Provided data ▸
************
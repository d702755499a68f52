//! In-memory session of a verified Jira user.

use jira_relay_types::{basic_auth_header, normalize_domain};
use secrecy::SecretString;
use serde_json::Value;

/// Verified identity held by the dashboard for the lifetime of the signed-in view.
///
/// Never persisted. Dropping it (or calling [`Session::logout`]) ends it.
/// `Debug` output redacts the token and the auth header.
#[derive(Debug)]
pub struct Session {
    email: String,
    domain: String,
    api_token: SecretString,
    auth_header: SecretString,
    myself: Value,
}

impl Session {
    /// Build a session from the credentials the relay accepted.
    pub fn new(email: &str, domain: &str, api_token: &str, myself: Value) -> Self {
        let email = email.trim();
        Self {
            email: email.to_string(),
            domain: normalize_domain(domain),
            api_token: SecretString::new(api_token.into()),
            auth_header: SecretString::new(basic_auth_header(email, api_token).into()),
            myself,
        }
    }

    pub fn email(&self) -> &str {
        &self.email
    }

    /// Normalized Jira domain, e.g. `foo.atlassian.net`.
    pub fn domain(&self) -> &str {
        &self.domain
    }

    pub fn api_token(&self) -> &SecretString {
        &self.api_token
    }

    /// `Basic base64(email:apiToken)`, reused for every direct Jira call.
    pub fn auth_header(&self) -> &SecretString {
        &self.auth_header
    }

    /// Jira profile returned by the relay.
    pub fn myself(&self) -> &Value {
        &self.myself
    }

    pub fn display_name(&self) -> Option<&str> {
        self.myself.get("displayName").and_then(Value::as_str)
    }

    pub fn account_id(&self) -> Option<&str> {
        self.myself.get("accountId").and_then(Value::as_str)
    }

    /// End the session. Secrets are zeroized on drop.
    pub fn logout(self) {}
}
************
Task to carry out ▸
Retype, exactly as written, each line from the one containing "the relay accepted." through the last line of the listing above, and leave out all other lines.

Result of the task ▸
    /// Build a session from the credentials the relay accepted.
    pub fn new(email: &str, domain: &str, api_token: &str, myself: Value) -> Self {
        let email = email.trim();
        Self {
            email: email.to_string(),
            domain: normalize_domain(domain),
            api_token: SecretString::new(api_token.into()),
            auth_header: SecretString::new(basic_auth_header(email, api_token).into()),
            myself,
        }
    }

    pub fn email(&self) -> &str {
        &self.email
    }

    /// Normalized Jira domain, e.g. `foo.atlassian.net`.
    pub fn domain(&self) -> &str {
        &self.domain
    }

    pub fn api_token(&self) -> &SecretString {
        &self.api_token
    }

    /// `Basic base64(email:apiToken)`, reused for every direct Jira call.
    pub fn auth_header(&self) -> &SecretString {
        &self.auth_header
    }

    /// Jira profile returned by the relay.
    pub fn myself(&self) -> &Value {
        &self.myself
    }

    pub fn display_name(&self) -> Option<&str> {
        self.myself.get("displayName").and_then(Value::as_str)
    }

    pub fn account_id(&self) -> Option<&str> {
        self.myself.get("accountId").and_then(Value::as_str)
    }

    /// End the session. Secrets are zeroized on drop.
    pub fn logout(self) {}
}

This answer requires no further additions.